Dr Philip Guy, a lecturer in addictions at the University of Hull, said:
"Cannabis is not the nice hippy drug it used to be. It has been experimented
with to produce stronger varieties."

Dr Guy said that death was more likely if users ate the drug rather than smoked
it. "I would not be surprised if in this case the deceased had ingested a fatal
amount of cannabis."

Last autumn police issued a warning that big consignments of strong cannabis
were being smuggled in from Africa. On Jan 29, cannabis will be reclassified
from a class B to a class C drug.

The shadow home secretary, David Davis, said last night: "This highlights what
we have been saying about the effects of cannabis all along. When will people
wake up to the fact that cannabis can be a harmful drug?

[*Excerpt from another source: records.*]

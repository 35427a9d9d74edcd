//! Project, pipeline and pipeline-job domain types
//!
//! A project owns pipelines; a pipeline owns ordered pipeline jobs; each
//! pipeline job owns an ordered step list and a matrix include list.
//! The same structures double as the YAML config schema.

use std::collections::BTreeMap;

use chrono::{DateTime, Utc};
use serde::{Deserialize, Serialize};

use crate::domain::job::{CoverageFormat, JobCacheSpec, StepKind, TestReportFormat};

/// Persisted project row
#[derive(Debug, Clone, Default, PartialEq, Serialize, Deserialize)]
#[serde(default)]
pub struct Project {
    pub id: i64,
    pub name: String,
    pub repo_url: String,
    pub repo_ref: String,
    pub config_file: String,
    pub created_utc: DateTime<Utc>,
    pub updated_utc: DateTime<Utc>,
}

/// Project with its full pipeline tree
#[derive(Debug, Clone, Default, PartialEq, Serialize, Deserialize)]
#[serde(default)]
pub struct ProjectDetail {
    pub project: Project,
    pub pipelines: Vec<PipelineDetail>,
    pub secrets: Vec<ProjectSecretSpec>,
}

/// Pipeline with its ordered jobs
#[derive(Debug, Clone, Default, PartialEq, Serialize, Deserialize)]
#[serde(default)]
pub struct PipelineDetail {
    /// Database id
    pub id: i64,
    /// Config id, unique within the project
    pub pipeline_id: String,
    pub source_repo: String,
    pub source_ref: String,
    pub jobs: Vec<PipelineJob>,
}

/// One job of a pipeline as declared in the config
#[derive(Debug, Clone, Default, PartialEq, Serialize, Deserialize)]
#[serde(default)]
pub struct PipelineJob {
    pub id: String,
    pub runs_on: BTreeMap<String, String>,
    pub requires: PipelineJobRequirements,
    pub timeout_seconds: i64,
    pub artifacts: Vec<String>,
    pub caches: Vec<JobCacheSpec>,
    /// Ids of pipeline jobs in the same pipeline that must succeed first
    pub needs: Vec<String>,
    pub matrix: PipelineMatrix,
    pub steps: Vec<PipelineStep>,
}

/// Tool and container requirements of a pipeline job
#[derive(Debug, Clone, Default, PartialEq, Eq, Serialize, Deserialize)]
#[serde(default)]
pub struct PipelineJobRequirements {
    /// Tool name to version constraint (`>=1.24`, `*`, ...)
    pub tools: BTreeMap<String, String>,
    pub container: Option<ContainerRequirement>,
}

/// Runtime container a job's steps execute in
#[derive(Debug, Clone, Default, PartialEq, Eq, Serialize, Deserialize)]
#[serde(default)]
pub struct ContainerRequirement {
    pub image: String,
    pub workdir: String,
    pub user: String,
    pub devices: Vec<String>,
    pub groups: Vec<String>,
    pub tools: BTreeMap<String, String>,
}

/// Matrix expansion of a pipeline job
#[derive(Debug, Clone, Default, PartialEq, Eq, Serialize, Deserialize)]
#[serde(default)]
pub struct PipelineMatrix {
    pub include: Vec<BTreeMap<String, String>>,
}

/// One step of a pipeline job
#[derive(Debug, Clone, Default, PartialEq, Eq, Serialize, Deserialize)]
#[serde(default)]
pub struct PipelineStep {
    pub name: String,
    pub run: String,
    pub env: BTreeMap<String, String>,
    pub kind: StepKind,
    #[serde(skip_serializing_if = "Option::is_none")]
    pub test_report: Option<String>,
    #[serde(skip_serializing_if = "Option::is_none")]
    pub test_format: Option<TestReportFormat>,
    #[serde(skip_serializing_if = "Option::is_none")]
    pub coverage_report: Option<String>,
    #[serde(skip_serializing_if = "Option::is_none")]
    pub coverage_format: Option<CoverageFormat>,
}

/// Secret a project needs at enqueue time
#[derive(Debug, Clone, Default, PartialEq, Eq, Serialize, Deserialize)]
#[serde(default)]
pub struct ProjectSecretSpec {
    /// Environment variable the value is exposed as
    pub name: String,
    pub vault_connection: String,
    pub path: String,
    pub key: String,
}

/// Stored vault connection
#[derive(Debug, Clone, Default, PartialEq, Eq, Serialize, Deserialize)]
#[serde(default)]
pub struct VaultConnection {
    pub name: String,
    pub url: String,
    pub auth_method: String,
    pub role_id: String,
    /// Environment variable holding the secret id on the server host
    pub secret_id_env: String,
}

/// Short listing entry for projects
#[derive(Debug, Clone, Default, PartialEq, Serialize, Deserialize)]
#[serde(default)]
pub struct ProjectSummary {
    pub id: i64,
    pub name: String,
    pub repo_url: String,
    pub pipelines: Vec<String>,
}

"By reclassifying the drug David Blunkett has shown he has lost the war on
drugs. In my eyes, it's nothing more than an admission of failure."

Tristan Millington-Drake, the chief executive of the Chemical Dependency
Centre, a charity that provides treatment for people with drug problems, said:
"We have always taken the view that cannabis is an addictive drug, unlike the
pedlars who try to persuade us that it is harmless. The Government's decision
to reclassify cannabis is a mistake."